(Stored data)
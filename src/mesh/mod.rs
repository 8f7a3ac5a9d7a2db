// SPDX-License-Identifier: Apache-2.0
// Copyright (c) 2025 Polyframe Inc.

//! Mesh kernel - indexed element lists, property maps and the polygon mesh

mod circular;
mod indexed_list;
pub mod shapes;
mod surface_mesh;

pub use circular::CircularListView;
pub use indexed_list::{ElementId, IndexedList, Property};
pub use surface_mesh::{CompressedMesh, Edge, EdgeId, Face, FaceId, SurfaceMesh, Vertex, VertexId};
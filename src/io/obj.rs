// SPDX-License-Identifier: Apache-2.0
// Copyright (c) 2025 Polyframe Inc.

//! Wavefront OBJ reader and writer
//!
//! Only `v` and `f` records are used. Face corners may carry texture and
//! normal indices (`i/j`, `i//k`, `i/j/k`); those are skipped. Vertex
//! indices are 1-based and must name a vertex defined earlier in the file.

use crate::error::{LoadError, LoadResult};
use crate::geometry::Point3;
use crate::mesh::{SurfaceMesh, VertexId};
use std::fs::File;
use std::io::{BufRead, BufReader, BufWriter, Write};
use std::path::Path;
use tracing::{debug, warn};

/// Reads OBJ text into `mesh`, replacing its contents.
///
/// On failure the mesh is left empty.
pub fn read_obj<R: BufRead>(reader: R, mesh: &mut SurfaceMesh) -> LoadResult<()> {
    mesh.clear();
    let result = parse_obj(reader, mesh);
    if let Err(e) = &result {
        mesh.clear();
        warn!(error = %e, "failed to read OBJ");
    }
    result
}

pub fn load_obj(path: impl AsRef<Path>, mesh: &mut SurfaceMesh) -> LoadResult<()> {
    let path = path.as_ref();
    let file = match File::open(path) {
        Ok(file) => file,
        Err(e) => {
            mesh.clear();
            warn!(path = %path.display(), error = %e, "cannot open OBJ file");
            return Err(e.into());
        }
    };
    read_obj(BufReader::new(file), mesh)?;
    debug!(
        path = %path.display(),
        vertices = mesh.n_vertices(),
        faces = mesh.n_faces(),
        "loaded OBJ"
    );
    Ok(())
}

fn parse_obj<R: BufRead>(reader: R, mesh: &mut SurfaceMesh) -> LoadResult<()> {
    let mut vertices: Vec<VertexId> = Vec::new();
    let mut corners: Vec<VertexId> = Vec::new();

    for (n, line) in reader.lines().enumerate() {
        let line = line?;
        let line_no = n + 1;
        let content = match line.find('#') {
            Some(at) => &line[..at],
            None => &line[..],
        };
        let mut tokens = content.split_whitespace();
        match tokens.next() {
            Some("v") => {
                let mut coords = [0.0f64; 3];
                for c in coords.iter_mut() {
                    let token = tokens
                        .next()
                        .ok_or_else(|| LoadError::parse(line_no, "vertex needs three coordinates"))?;
                    *c = token
                        .parse::<f64>()
                        .ok()
                        .filter(|v| v.is_finite())
                        .ok_or_else(|| LoadError::parse(line_no, format!("bad coordinate `{}`", token)))?;
                }
                vertices.push(mesh.add_vertex(Point3::new(coords[0], coords[1], coords[2])));
            }
            Some("f") => {
                corners.clear();
                for token in tokens {
                    let index_text = token.split('/').next().unwrap_or("");
                    let index: i64 = index_text
                        .parse()
                        .map_err(|_| LoadError::parse(line_no, format!("bad face corner `{}`", token)))?;
                    if index <= 0 || index as usize > vertices.len() {
                        return Err(LoadError::IndexOutOfRange {
                            line: line_no,
                            index,
                            count: vertices.len(),
                        });
                    }
                    corners.push(vertices[index as usize - 1]);
                }
                if corners.len() < 3 {
                    return Err(LoadError::parse(
                        line_no,
                        format!("face needs at least 3 corners, got {}", corners.len()),
                    ));
                }
                mesh.add_face(&corners);
            }
            _ => {}
        }
    }
    Ok(())
}

/// Writes the shared-vertex form of `mesh`.
pub fn write_obj<W: Write>(mut writer: W, mesh: &SurfaceMesh) -> LoadResult<()> {
    let compressed = mesh.to_compress_mesh();
    for p in &compressed.vertices {
        writeln!(writer, "v {} {} {}", p.x, p.y, p.z)?;
    }
    for face in &compressed.faces {
        write!(writer, "f")?;
        for index in face {
            write!(writer, " {}", index + 1)?;
        }
        writeln!(writer)?;
    }
    Ok(())
}

pub fn save_obj(path: impl AsRef<Path>, mesh: &SurfaceMesh) -> LoadResult<()> {
    let mut writer = BufWriter::new(File::create(path)?);
    write_obj(&mut writer, mesh)?;
    writer.flush()?;
    Ok(())
}
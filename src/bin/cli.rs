// SPDX-License-Identifier: Apache-2.0
// Copyright (c) 2025 Polyframe Inc.

//! Geokernel CLI

use anyhow::{Context, Result};
use clap::{Parser, Subcommand};
use colored::Colorize;
use geokernel::geometry::pca::estimate_normals;
use geokernel::spatial::MAX_DEPTH;
use geokernel::{
    load_obj, load_xyz, save_xyz, Box3, KernelConfig, PointCloud, Point3, RangeRay3, Snap3,
    SurfaceMesh, Vector3, VoxelOctree,
};
use serde_json::json;
use std::path::{Path, PathBuf};
use std::time::Instant;
use tracing::info;
use tracing_subscriber::EnvFilter;

#[derive(Parser)]
#[command(name = "geokernel")]
#[command(about = "Geokernel - robust geometry and spatial indexing tools", long_about = None)]
struct Cli {
    #[command(subcommand)]
    command: Commands,

    /// Print results as JSON
    #[arg(long, global = true)]
    json: bool,

    /// Verbose output
    #[arg(short, long, global = true)]
    verbose: bool,

    /// Config file (defaults to geokernel.toml when present)
    #[arg(long, global = true, value_name = "FILE")]
    config: Option<PathBuf>,
}

#[derive(Subcommand)]
enum Commands {
    /// Print statistics of an OBJ mesh
    Info {
        /// Input OBJ file
        input: PathBuf,
    },

    /// Voxelize an OBJ mesh into an octree
    Voxelize {
        /// Input OBJ file
        input: PathBuf,

        /// Octree depth
        #[arg(short, long)]
        depth: Option<u32>,
    },

    /// Cast a ray through the voxelized mesh
    Pick {
        /// Input OBJ file
        input: PathBuf,

        /// Ray origin as x,y,z
        #[arg(long, value_parser = parse_triple, allow_hyphen_values = true)]
        origin: [f64; 3],

        /// Ray direction as x,y,z
        #[arg(long, value_parser = parse_triple, allow_hyphen_values = true)]
        direction: [f64; 3],

        /// Octree depth
        #[arg(short, long)]
        depth: Option<u32>,
    },

    /// Merge points of an XYZ cloud closer than a threshold
    Snap {
        /// Input XYZ file
        input: PathBuf,

        /// Merge distance
        #[arg(short, long)]
        threshold: Option<f64>,

        /// Output XYZ file for the merged points
        #[arg(short, long)]
        output: Option<PathBuf>,
    },

    /// Estimate PCA normals for an XYZ cloud
    Normals {
        /// Input XYZ file
        input: PathBuf,

        /// Neighbourhood size
        #[arg(short, long)]
        k: Option<usize>,

        /// Output XYZ file with normals
        #[arg(short, long)]
        output: Option<PathBuf>,
    },

    /// Show version information
    Version,
}

fn main() -> Result<()> {
    let cli = Cli::parse();
    let config = match &cli.config {
        Some(path) => KernelConfig::from_file(path)?,
        None => KernelConfig::load()?,
    };
    init_logging(&config, cli.verbose);

    match &cli.command {
        Commands::Info { input } => info_command(input, &config, cli.json),
        Commands::Voxelize { input, depth } => {
            voxelize_command(input, &config, depth.unwrap_or(config.voxel_depth), cli.json)
        }
        Commands::Pick {
            input,
            origin,
            direction,
            depth,
        } => pick_command(
            input,
            &config,
            Point3::from(*origin),
            Vector3::from(*direction),
            depth.unwrap_or(config.voxel_depth),
            cli.json,
        ),
        Commands::Snap {
            input,
            threshold,
            output,
        } => snap_command(
            input,
            threshold.unwrap_or(config.snap_threshold),
            config.snap_resolution,
            output.as_deref(),
            cli.json,
        ),
        Commands::Normals { input, k, output } => normals_command(
            input,
            k.unwrap_or(config.normal_neighbours),
            output.as_deref(),
            cli.json,
        ),
        Commands::Version => {
            println!("Geokernel v{}", env!("CARGO_PKG_VERSION"));
            Ok(())
        }
    }
}

fn init_logging(config: &KernelConfig, verbose: bool) {
    let filter = if verbose {
        EnvFilter::new("debug")
    } else {
        EnvFilter::try_from_default_env().unwrap_or_else(|_| EnvFilter::new(&config.log_level))
    };
    tracing_subscriber::fmt()
        .with_env_filter(filter)
        .with_writer(std::io::stderr)
        .init();
}

fn parse_triple(text: &str) -> Result<[f64; 3], String> {
    let values: Vec<f64> = text
        .split(',')
        .map(|t| t.trim().parse::<f64>().map_err(|e| format!("`{}`: {}", t, e)))
        .collect::<Result<_, _>>()?;
    <[f64; 3]>::try_from(values).map_err(|v| format!("expected x,y,z, got {} values", v.len()))
}

fn read_mesh(path: &Path, config: &KernelConfig) -> Result<SurfaceMesh> {
    let mut mesh = SurfaceMesh::with_first_chunk_size(config.pool_first_chunk_size);
    load_obj(path, &mut mesh).with_context(|| format!("Failed to load mesh: {}", path.display()))?;
    Ok(mesh)
}

fn read_cloud(path: &Path) -> Result<PointCloud> {
    let mut cloud = PointCloud::default();
    load_xyz(path, &mut cloud)
        .with_context(|| format!("Failed to load point cloud: {}", path.display()))?;
    Ok(cloud)
}

fn box_json(bbox: &Box3) -> serde_json::Value {
    if bbox.is_empty() {
        return serde_json::Value::Null;
    }
    json!({
        "min": [bbox.min.x, bbox.min.y, bbox.min.z],
        "max": [bbox.max.x, bbox.max.y, bbox.max.z],
    })
}

fn format_box(bbox: &Box3) -> String {
    if bbox.is_empty() {
        return "empty".to_string();
    }
    format!(
        "[{:.4}, {:.4}, {:.4}] - [{:.4}, {:.4}, {:.4}]",
        bbox.min.x, bbox.min.y, bbox.min.z, bbox.max.x, bbox.max.y, bbox.max.z
    )
}

fn voxelize(mesh: &SurfaceMesh, depth: u32) -> Result<VoxelOctree> {
    anyhow::ensure!(depth <= MAX_DEPTH, "depth {} exceeds the maximum of {}", depth, MAX_DEPTH);
    let start = Instant::now();
    let mut octree = VoxelOctree::new(Box3::new(Point3::origin(), Point3::new(1.0, 1.0, 1.0)), 0);
    octree.reset_mesh(mesh, depth);
    info!(
        depth,
        leaves = octree.leaf_count(),
        elapsed = ?start.elapsed(),
        "voxelized"
    );
    Ok(octree)
}

fn info_command(input: &Path, config: &KernelConfig, json: bool) -> Result<()> {
    let mesh = read_mesh(input, config)?;
    let bbox = mesh.bounding_box();
    let shared = mesh.to_compress_mesh().vertices.len();

    if json {
        let report = json!({
            "file": input.display().to_string(),
            "vertices": mesh.n_vertices(),
            "unique_vertices": shared,
            "edges": mesh.n_edges(),
            "faces": mesh.n_faces(),
            "triangles": mesh.triangle_indices().len(),
            "bounding_box": box_json(&bbox),
        });
        println!("{}", serde_json::to_string_pretty(&report)?);
        return Ok(());
    }

    println!("{}", input.display().to_string().bold().cyan());
    println!("  Vertices:  {} ({} unique)", mesh.n_vertices(), shared);
    println!("  Edges:     {}", mesh.n_edges());
    println!("  Faces:     {}", mesh.n_faces());
    println!("  Triangles: {}", mesh.triangle_indices().len());
    println!("  Bounds:    {}", format_box(&bbox));
    Ok(())
}

fn voxelize_command(input: &Path, config: &KernelConfig, depth: u32, json: bool) -> Result<()> {
    let mesh = read_mesh(input, config)?;
    let octree = voxelize(&mesh, depth)?;
    let size = octree.voxel_size();

    if json {
        let report = json!({
            "file": input.display().to_string(),
            "depth": depth,
            "leaves": octree.leaf_count(),
            "nodes": octree.node_count(),
            "voxel_size": [size.x, size.y, size.z],
            "bounding_box": box_json(octree.bounding_box()),
        });
        println!("{}", serde_json::to_string_pretty(&report)?);
        return Ok(());
    }

    println!("{} {}", "Voxelized".bold().green(), input.display());
    println!("  Depth:      {}", depth);
    println!("  Leaves:     {}", octree.leaf_count());
    println!("  Nodes:      {}", octree.node_count());
    println!("  Voxel size: {:.6} x {:.6} x {:.6}", size.x, size.y, size.z);
    println!("  Bounds:     {}", format_box(octree.bounding_box()));
    Ok(())
}

fn pick_command(
    input: &Path,
    config: &KernelConfig,
    origin: Point3,
    direction: Vector3,
    depth: u32,
    json: bool,
) -> Result<()> {
    let mesh = read_mesh(input, config)?;
    let octree = voxelize(&mesh, depth)?;
    let ray = RangeRay3::new(origin, direction);
    let mut hits = Vec::new();
    octree.pick_voxels(&ray, &mut hits);

    if json {
        let voxels: Vec<_> = hits
            .iter()
            .map(|&id| {
                let node = octree.node(id);
                json!({
                    "index": [node.x, node.y, node.z],
                    "box": box_json(&octree.voxel_box(id)),
                })
            })
            .collect();
        let report = json!({ "hits": hits.len(), "voxels": voxels });
        println!("{}", serde_json::to_string_pretty(&report)?);
        return Ok(());
    }

    if hits.is_empty() {
        println!("{}", "No voxel hit".yellow());
        return Ok(());
    }
    println!("{} {} voxel(s)", "Hit".bold().green(), hits.len());
    for &id in &hits {
        let node = octree.node(id);
        println!(
            "  ({}, {}, {})  {}",
            node.x,
            node.y,
            node.z,
            format_box(&octree.voxel_box(id))
        );
    }
    Ok(())
}

fn snap_command(
    input: &Path,
    threshold: f64,
    resolution: usize,
    output: Option<&Path>,
    json: bool,
) -> Result<()> {
    anyhow::ensure!(threshold >= 0.0, "threshold must be non-negative, got {}", threshold);
    let cloud = read_cloud(input)?;
    let bbox: Box3 = cloud.points.iter().copied().collect();
    let mut snap = Snap3::new(bbox.inflated(threshold), resolution, threshold);
    for p in &cloud.points {
        snap.insert_snap_vertex(p);
    }

    if let Some(path) = output {
        let merged = PointCloud::new(snap.snap_points().to_vec());
        save_xyz(path, &merged).with_context(|| format!("Failed to write {}", path.display()))?;
    }

    if json {
        let report = json!({
            "file": input.display().to_string(),
            "threshold": threshold,
            "input_points": cloud.len(),
            "snapped_points": snap.len(),
        });
        println!("{}", serde_json::to_string_pretty(&report)?);
        return Ok(());
    }

    println!("{} {}", "Snapped".bold().green(), input.display());
    println!("  Threshold: {}", threshold);
    println!("  Points:    {} -> {}", cloud.len(), snap.len());
    if let Some(path) = output {
        println!("  Written:   {}", path.display());
    }
    Ok(())
}

fn normals_command(input: &Path, k: usize, output: Option<&Path>, json: bool) -> Result<()> {
    let mut cloud = read_cloud(input)?;
    let start = Instant::now();
    let normals = estimate_normals(&cloud.points, k);
    info!(points = cloud.len(), k, elapsed = ?start.elapsed(), "estimated normals");
    let undefined = normals.iter().filter(|n| n.norm_squared() == 0.0).count();
    cloud.normals = Some(normals);

    if let Some(path) = output {
        save_xyz(path, &cloud).with_context(|| format!("Failed to write {}", path.display()))?;
    }

    if json {
        let report = json!({
            "file": input.display().to_string(),
            "k": k,
            "points": cloud.len(),
            "undefined_normals": undefined,
        });
        println!("{}", serde_json::to_string_pretty(&report)?);
        return Ok(());
    }

    println!("{} {}", "Normals".bold().green(), input.display());
    println!("  Points:    {}", cloud.len());
    println!("  Neighbours: {}", k);
    if undefined > 0 {
        println!("  {} {} point(s) without a defined normal", "!".yellow(), undefined);
    }
    if let Some(path) = output {
        println!("  Written:   {}", path.display());
    }
    Ok(())
}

Description of the task:
Find every line of the data above that holds the word "writeln", then state how many there are and nothing else.

Expected answer:
2